Sur une musique très « La Croisière s’amuse », le soleil s’est levé sur le petit monde parfait de « Paradise ». John, et son impeccable petite femme d’intérieur, commencent une journée qui ressemblera à celle de demain, d’après demain et du jour d’après. Ont-ils le choix ? Notre petit couple « idéal » est en effet posé sur des supports métalliques qui suivent précisément des rails circonscrits dans (et hors de) la maison. John et son épouse sont des automates, et quoi de mieux, pour illustrer la vacuité de l’existence humaine que des pantins articulés condamnés à la répétition.

Dormir, s’habiller, manger, travailler et recommencer, telle est la vie bien réglée de nos petits jouets mécaniques si dociles. Mais dans ce décorum « so cute » et très années 50, voilà que tout commence à dérailler quand la charmante épouse éprouve et ose enfin exprimer ses propres désirs…. désir d’une autre vie, désir d’ailleurs. Rien ne va plus. La belle se fait la malle, et ne reste alors qu’une petite tige vide qui continue machinalement des allers et retours de l’assiette à la cuisinière, de la cuisinière à la porte d’entrée. Terrible image de l’absence que ce triste clic-clic qui ne soutient plus personne et que John contemple, « désespéré », terrible baiser traditionnel donné à présent, dans le vide. Les gestes, si bien appris et réitérés, ne s’effacent pas si facilement.

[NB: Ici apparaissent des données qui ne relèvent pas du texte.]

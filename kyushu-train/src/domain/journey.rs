//! Journey types.
//!
//! A `Journey` represents a complete trip from origin to destination,
//! made of one or more linked train legs and the fares on offer for it.

use chrono::{Duration, NaiveDateTime};

use super::{DomainError, Fare, Leg, LinkedLegs, Station};

/// Maximum number of legs in one journey.
pub const MAX_LEGS: usize = 6;

/// A complete journey from origin to destination.
///
/// # Invariants
///
/// - Between 1 and [`MAX_LEGS`] legs, linked into a continuous path
/// - At least one fare
/// - `arrival_time > departure_time`
/// - `duration` is not shorter than the sum of leg durations
/// - `distance` is finite and non-negative
#[derive(Debug, Clone, PartialEq)]
pub struct Journey {
    departure_time: NaiveDateTime,
    arrival_time: NaiveDateTime,
    duration: Duration,
    distance: f64,
    legs: LinkedLegs,
    fares: Vec<Fare>,
}

impl Journey {
    /// Constructs a journey whose bounds are taken from its legs.
    ///
    /// Departure is the first leg's departure and arrival is the last
    /// leg's arrival.
    ///
    /// # Errors
    ///
    /// Returns `Err` if any journey invariant is violated. Nothing is
    /// built in that case.
    pub fn new(distance: f64, legs: LinkedLegs, fares: Vec<Fare>) -> Result<Self, DomainError> {
        let (first, last) = match (legs.first(), legs.last()) {
            (Some(first), Some(last)) => (first.departure_time(), last.arrival_time()),
            _ => return Err(DomainError::EmptyLegs),
        };
        Self::with_bounds(first, last, distance, legs, fares)
    }

    /// Constructs a journey with explicit departure and arrival times.
    pub fn with_bounds(
        departure_time: NaiveDateTime,
        arrival_time: NaiveDateTime,
        distance: f64,
        legs: LinkedLegs,
        fares: Vec<Fare>,
    ) -> Result<Self, DomainError> {
        if legs.is_empty() {
            return Err(DomainError::EmptyLegs);
        }
        if legs.len() > MAX_LEGS {
            return Err(DomainError::TooManyLegs {
                count: legs.len(),
                max: MAX_LEGS,
            });
        }
        if fares.is_empty() {
            return Err(DomainError::EmptyFares);
        }
        if arrival_time <= departure_time {
            return Err(DomainError::ArrivalNotAfterDeparture);
        }

        let duration = arrival_time.signed_duration_since(departure_time);
        let riding: Duration = legs.iter().map(Leg::duration).sum();
        if duration < riding {
            return Err(DomainError::DurationShorterThanLegs);
        }

        if !distance.is_finite() || distance < 0.0 {
            return Err(DomainError::InvalidDistance(distance));
        }

        Ok(Journey {
            departure_time,
            arrival_time,
            duration,
            distance,
            legs,
            fares,
        })
    }

    /// Returns the departure time.
    pub fn departure_time(&self) -> NaiveDateTime {
        self.departure_time
    }

    /// Returns the arrival time.
    pub fn arrival_time(&self) -> NaiveDateTime {
        self.arrival_time
    }

    /// Returns the total trip time, including layovers.
    pub fn duration(&self) -> Duration {
        self.duration
    }

    /// Returns the distance in kilometres.
    pub fn distance(&self) -> f64 {
        self.distance
    }

    /// Returns the legs in order.
    pub fn legs(&self) -> &LinkedLegs {
        &self.legs
    }

    /// Returns the fares on offer.
    pub fn fares(&self) -> &[Fare] {
        &self.fares
    }

    /// Returns the origin station.
    pub fn origin(&self) -> &Station {
        // Safe: validated non-empty at construction
        self.legs.first().unwrap().departure_station()
    }

    /// Returns the destination station.
    pub fn destination(&self) -> &Station {
        // Safe: validated non-empty at construction
        self.legs.last().unwrap().arrival_station()
    }

    /// Returns the number of changes (legs - 1).
    pub fn transfer_count(&self) -> usize {
        self.legs.len() - 1
    }

    /// Returns true if the journey needs at least one change.
    pub fn is_transfer(&self) -> bool {
        self.transfer_count() > 0
    }

    /// Returns the cheapest fare.
    pub fn cheapest_fare(&self) -> Option<&Fare> {
        self.fares.iter().min_by_key(|f| f.price())
    }
}

#[cfg(test)]
mod tests {
    use super::*;
    use crate::domain::{Availability, SeatType, Station, TicketType, link_legs};
    use chrono::NaiveDate;

    fn at(h: u32, m: u32) -> NaiveDateTime {
        NaiveDate::from_ymd_opt(2025, 12, 2)
            .unwrap()
            .and_hms_opt(h, m, 0)
            .unwrap()
    }

    fn leg(
        sequence: usize,
        train: &str,
        from: (&str, &str),
        dep: NaiveDateTime,
        to: (&str, &str),
        arr: NaiveDateTime,
    ) -> Leg {
        Leg::new(
            sequence,
            train,
            Station::new(from.0, from.1).unwrap(),
            dep,
            Station::new(to.0, to.1).unwrap(),
            arr,
        )
    }

    const HAKATA: (&str, &str) = ("博多", "00F00B261279");
    const KOKURA: (&str, &str) = ("小倉", "00F00B261267");
    const OITA: (&str, &str) = ("大分", "00F00B38144B");
    const YUFUIN: (&str, &str) = ("由布院", "00F00B361329");

    fn three_legs() -> LinkedLegs {
        link_legs(vec![
            leg(0, "新幹線こだま８３８号", HAKATA, at(6, 7), KOKURA, at(6, 24)),
            leg(1, "特急にちりん３号", KOKURA, at(6, 39), OITA, at(8, 14)),
            leg(2, "特急ゆふ２号", OITA, at(8, 20), YUFUIN, at(9, 6)),
        ])
        .unwrap()
    }

    fn one_leg() -> LinkedLegs {
        link_legs(vec![leg(
            0,
            "特急ゆふ１号",
            HAKATA,
            at(7, 43),
            YUFUIN,
            at(10, 2),
        )])
        .unwrap()
    }

    fn fares() -> Vec<Fare> {
        vec![Fare::new(
            SeatType::Normal,
            TicketType::ETicket,
            Availability::Available,
            5100,
        )]
    }

    #[test]
    fn journey_with_transfers() {
        let journey = Journey::new(240.9, three_legs(), fares()).unwrap();

        assert_eq!(journey.departure_time(), at(6, 7));
        assert_eq!(journey.arrival_time(), at(9, 6));
        assert_eq!(journey.duration(), Duration::minutes(179));
        assert_eq!(journey.distance(), 240.9);
        assert_eq!(journey.transfer_count(), 2);
        assert!(journey.is_transfer());
        assert_eq!(journey.origin().name(), "博多");
        assert_eq!(journey.destination().name(), "由布院");
        assert_eq!(journey.legs().len(), 3);
        assert_eq!(journey.fares().len(), 1);
    }

    #[test]
    fn journey_direct() {
        let journey = Journey::new(130.0, one_leg(), fares()).unwrap();
        assert_eq!(journey.transfer_count(), 0);
        assert!(!journey.is_transfer());
    }

    #[test]
    fn empty_legs_rejected() {
        let result = Journey::new(240.9, LinkedLegs::default(), fares());
        assert_eq!(result, Err(DomainError::EmptyLegs));

        let result = Journey::with_bounds(
            at(10, 0),
            at(11, 0),
            240.9,
            LinkedLegs::default(),
            fares(),
        );
        assert_eq!(result.unwrap_err().to_string(), "legs must not be empty");
    }

    #[test]
    fn empty_fares_rejected() {
        let result = Journey::new(240.9, three_legs(), vec![]);
        assert_eq!(result.unwrap_err().to_string(), "fares must not be empty");
    }

    #[test]
    fn too_many_legs_rejected() {
        let stations: Vec<String> = (0..8).map(|i| format!("駅{i}")).collect();
        let legs: Vec<Leg> = (0..7)
            .map(|i| {
                Leg::new(
                    i,
                    "普通",
                    Station::placeholder(stations[i].clone()),
                    at(6 + i as u32, 0),
                    Station::placeholder(stations[i + 1].clone()),
                    at(6 + i as u32, 30),
                )
            })
            .collect();
        let result = Journey::new(100.0, link_legs(legs).unwrap(), fares());
        assert_eq!(result, Err(DomainError::TooManyLegs { count: 7, max: 6 }));
    }

    #[test]
    fn arrival_must_follow_departure() {
        let result = Journey::with_bounds(at(10, 0), at(10, 0), 1.0, one_leg(), fares());
        assert_eq!(result, Err(DomainError::ArrivalNotAfterDeparture));

        let zero_length = link_legs(vec![leg(0, "普通", HAKATA, at(9, 0), KOKURA, at(9, 0))]).unwrap();
        let result = Journey::new(1.0, zero_length, fares());
        assert_eq!(result, Err(DomainError::ArrivalNotAfterDeparture));
    }

    #[test]
    fn duration_shorter_than_legs_rejected() {
        // Bounds cover 07:43-08:00 but the only leg rides until 10:02
        let result = Journey::with_bounds(at(7, 43), at(8, 0), 1.0, one_leg(), fares());
        assert_eq!(result, Err(DomainError::DurationShorterThanLegs));
    }

    #[test]
    fn layover_time_allowed() {
        let journey = Journey::new(240.9, three_legs(), fares()).unwrap();
        let riding: Duration = journey.legs().iter().map(Leg::duration).sum();
        assert!(journey.duration() > riding);
    }

    #[test]
    fn negative_distance_rejected() {
        let result = Journey::new(-0.1, one_leg(), fares());
        assert_eq!(result, Err(DomainError::InvalidDistance(-0.1)));
        assert!(Journey::new(f64::NAN, one_leg(), fares()).is_err());
    }

    #[test]
    fn cheapest_fare() {
        let fares = vec![
            Fare::new(SeatType::Specific, TicketType::Normal, Availability::Full, 11190),
            Fare::new(SeatType::Free, TicketType::ETicket, Availability::Some, 8710),
        ];
        let journey = Journey::new(240.9, three_legs(), fares).unwrap();
        assert_eq!(journey.cheapest_fare().unwrap().price(), 8710);
    }
}

#[cfg(test)]
mod proptests {
    use super::*;
    use crate::domain::{Availability, SeatType, Station, TicketType, link_legs};
    use chrono::NaiveDate;
    use proptest::prelude::*;

    proptest! {
        /// Chains of positive-length rides always construct and satisfy the
        /// temporal invariants
        #[test]
        fn constructed_journeys_hold_invariants(
            rides in proptest::collection::vec((1i64..300, 0i64..120), 1..=6),
        ) {
            let mut clock = NaiveDate::from_ymd_opt(2025, 12, 2)
                .unwrap()
                .and_hms_opt(5, 0, 0)
                .unwrap();
            let legs: Vec<Leg> = rides
                .iter()
                .enumerate()
                .map(|(i, (ride, wait))| {
                    let dep = clock + Duration::minutes(*wait);
                    let arr = dep + Duration::minutes(*ride);
                    clock = arr;
                    Leg::new(
                        i,
                        "train",
                        Station::placeholder(format!("S{i}")),
                        dep,
                        Station::placeholder(format!("S{}", i + 1)),
                        arr,
                    )
                })
                .collect();
            let fares = vec![Fare::new(SeatType::Normal, TicketType::Normal, Availability::Available, 0)];

            let result = Journey::new(10.0, link_legs(legs).unwrap(), fares);
            prop_assert!(result.is_ok(), "construction failed: {:?}", result);
            let journey = result.unwrap();
            prop_assert!(journey.arrival_time() > journey.departure_time());
            let riding: Duration = journey.legs().iter().map(Leg::duration).sum();
            prop_assert!(journey.duration() >= riding);
            prop_assert_eq!(journey.legs().len(), rides.len());
        }
    }
}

Jesse Rosensweet construit avec humour et ingéniosité une métaphore originale d’un sujet pourtant mille fois abordé dans les courts comme dans les longs (cf.le très beau « Les Noces rebelles » de Sam Mendès). En moins de 8 minutes, il parvient à toucher des thèmes aussi vaste que le conformisme, l’ennui, la frustration familiale et professionnelle, l’incommunicabilité et la désagrégation du couple. Par des procédés simples, l’accélération montrant l’implacable répétition, ou les ellipses qui créent une sensation de vide, le réalisateur canadien atteint une réelle intensité dramatique. D’un humour grinçant, un peu sombre peut-être, le propos n’offre aucune échappatoire et nous laisse, même si c’est avec un sourire, sur un triste constat d’impossibilité à sortir d’un quotidien qui emprisonne.